Camera mortuaria nella Villa: è polemica

Roseto, la cappella annesa all’edificio utilizzata spesso per tale scopo. Il Comune: «E’ tradizione»
ROSETO. «La villa comunale non può essere utilizzata come una camera mortuaria». A lamentarsene sono alcuni frequentatori della struttura rosetana, i quali fanno notare l’uso, a loro dire improprio, della cappella annessa alla villa a volte impiegata come camera ardente prima di un funerale. «Non mi sembra una cosa corretta», sostiene di un pensionato rosetano, già amministratore comunale negli anni ’70, il quale ha preferito restare anonimo, «soprattutto sotto il profilo legale, senza considerare l’aspetto igienico. La villa è un bene di tutti i rosetani, utilizzato per ogni genere di spettacolo oltre che di mostre e convegni, pertanto mi sembra quantomeno inopportuno che a volte il salone principale venga trasformato in un obitorio, così come avviene per la cappella sconsacrata che si trova sempre all’interno del parco della villa comunale». Infatti, la chiesetta – anch’essa facente parte del complesso già proprietà della famiglia Ponno, acquistato dal Comune negli anni ’70 – è stata ristrutturata da qualche anno e a volte viene utilizzata per ospitare le salme prima che vengano trasferite nella parrocchia di appartenenza per il rito religioso. Insomma, una sorta di sosta intermedia, per consentire a parenti e amici del caro estinto, in genere persone molto conosciute, di porgergli l’estremo saluto in un luogo ampio e tranquillo, evitando così lunghe code nell’abitazione o all’obitorio dell’ospedale.

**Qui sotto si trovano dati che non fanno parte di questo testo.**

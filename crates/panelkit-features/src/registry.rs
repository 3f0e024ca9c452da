//! Feature Registry
//!
//! Catalog of the derivation steps, the columns they read and the columns
//! they add.

use crate::delisting::DELISTING_INPUTS;
use crate::fundamentals::{ANNUAL_INPUTS, QUARTERLY_INPUTS};
use crate::ratios::{RATIO_INPUTS, RATIO_OUTPUTS};
use std::fmt;

/// Dataset a feature applies to
#[derive(Debug, Clone, Copy, PartialEq, Eq, Hash)]
pub enum FeatureCategory {
    /// CRSP monthly returns
    Returns,
    /// Compustat fundamentals panels
    Fundamentals,
    /// Ratio table built from annual fundamentals
    Ratios,
}

impl fmt::Display for FeatureCategory {
    fn fmt(&self, f: &mut fmt::Formatter<'_>) -> fmt::Result {
        match self {
            Self::Returns => f.write_str("returns"),
            Self::Fundamentals => f.write_str("fundamentals"),
            Self::Ratios => f.write_str("ratios"),
        }
    }
}

/// Feature metadata
#[derive(Debug, Clone)]
pub struct FeatureInfo {
    /// Feature name (unique identifier)
    pub name: &'static str,
    /// Feature category
    pub category: FeatureCategory,
    /// Brief description of what the feature adds
    pub description: &'static str,
    /// Required column names in input data
    pub required_columns: &'static [&'static str],
    /// Columns added to the output
    pub output_columns: &'static [&'static str],
}

/// Get all available feature info
pub fn available_features() -> Vec<FeatureInfo> {
    vec![
        FeatureInfo {
            name: "delisting_adjustment",
            category: FeatureCategory::Returns,
            description: "Delisting-adjusted monthly return under a chosen policy",
            required_columns: DELISTING_INPUTS,
            output_columns: &["dlret", "retadj"],
        },
        FeatureInfo {
            name: "annual_fundamentals",
            category: FeatureCategory::Fundamentals,
            description: "Book equity, accruals, asset and sales growth, net share issuance",
            required_columns: ANNUAL_INPUTS,
            output_columns: &[
                "ps", "be", "acc", "at_l1", "at_avg", "ag", "ppegt_diff", "ao_diff", "sale_l1",
                "sale_l3", "sale_l5", "sg_1y", "sg_3y", "sg_5y", "adj_csho", "adj_csho_l1",
                "nsi",
            ],
        },
        FeatureInfo {
            name: "quarterly_fundamentals",
            category: FeatureCategory::Fundamentals,
            description: "Split-adjusted shares, quarterly net margin and ROE",
            required_columns: QUARTERLY_INPUTS,
            output_columns: &["adj_cshprq", "net_margin_q", "roe_q"],
        },
        FeatureInfo {
            name: "financial_ratios",
            category: FeatureCategory::Ratios,
            description: "Liquidity, turnover, profitability, leverage and valuation ratios",
            required_columns: RATIO_INPUTS,
            output_columns: RATIO_OUTPUTS,
        },
    ]
}

/// Get features by category
pub fn features_by_category(category: FeatureCategory) -> Vec<FeatureInfo> {
    available_features()
        .into_iter()
        .filter(|f| f.category == category)
        .collect()
}

/// Get feature info by name
pub fn get_feature_info(name: &str) -> Option<FeatureInfo> {
    available_features().into_iter().find(|f| f.name == name)
}

#[cfg(test)]
mod tests {
    use super::*;
    use crate::{
        AnnualFundamentals, DelistingAdjustment, DelistingPolicy, Feature, FinancialRatios,
        QuarterlyFundamentals,
    };

    #[test]
    fn test_available_features_count() {
        assert_eq!(available_features().len(), 4);
    }

    #[test]
    fn test_features_by_category() {
        assert_eq!(features_by_category(FeatureCategory::Returns).len(), 1);
        assert_eq!(features_by_category(FeatureCategory::Fundamentals).len(), 2);
        assert_eq!(features_by_category(FeatureCategory::Ratios).len(), 1);
    }

    #[test]
    fn test_catalog_matches_implementations() {
        let features: Vec<Box<dyn Feature>> = vec![
            Box::new(DelistingAdjustment::new(DelistingPolicy::Additive)),
            Box::new(AnnualFundamentals::default()),
            Box::new(QuarterlyFundamentals),
            Box::new(FinancialRatios::default()),
        ];
        for feature in features {
            let info = get_feature_info(feature.name()).unwrap();
            assert_eq!(info.required_columns, feature.required_columns());
        }
    }

    #[test]
    fn test_unknown_feature() {
        assert!(get_feature_info("momentum").is_none());
    }
}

«Mi chiedo se tutto questo sia legale», dice ancora l’ex amministratore comunale, «soprattutto quando c’è la necessità di effettuare la visita necroscopica da parte del medico legale. Io credo che se si vuole trasformare la villa in un obitorio, allora sarebbe necessario trasformare la struttura, dotandola delle attrezzature necessarie in locali simili». Dal Comune fanno sapere che si tratta di una tradizione che va avanti da quando la villa è diventata patrimonio comunale, e viene concessa gratuitamente nel caso di eventi particolari o quando scompaiono personaggi molto conosciuti a Roseto. «Non abbiamo mai avuto lamentele in tal senso», spiegano dal Comune, «ma qualora ci dovesse essere un esposto in tal senso, allora la questione verrà esaminata a fondo e, nel caso si riscontrino impedimenti effettivi, non esiteremmo a interrompere questa usanza. Fino a quel momento le cose non cambieranno».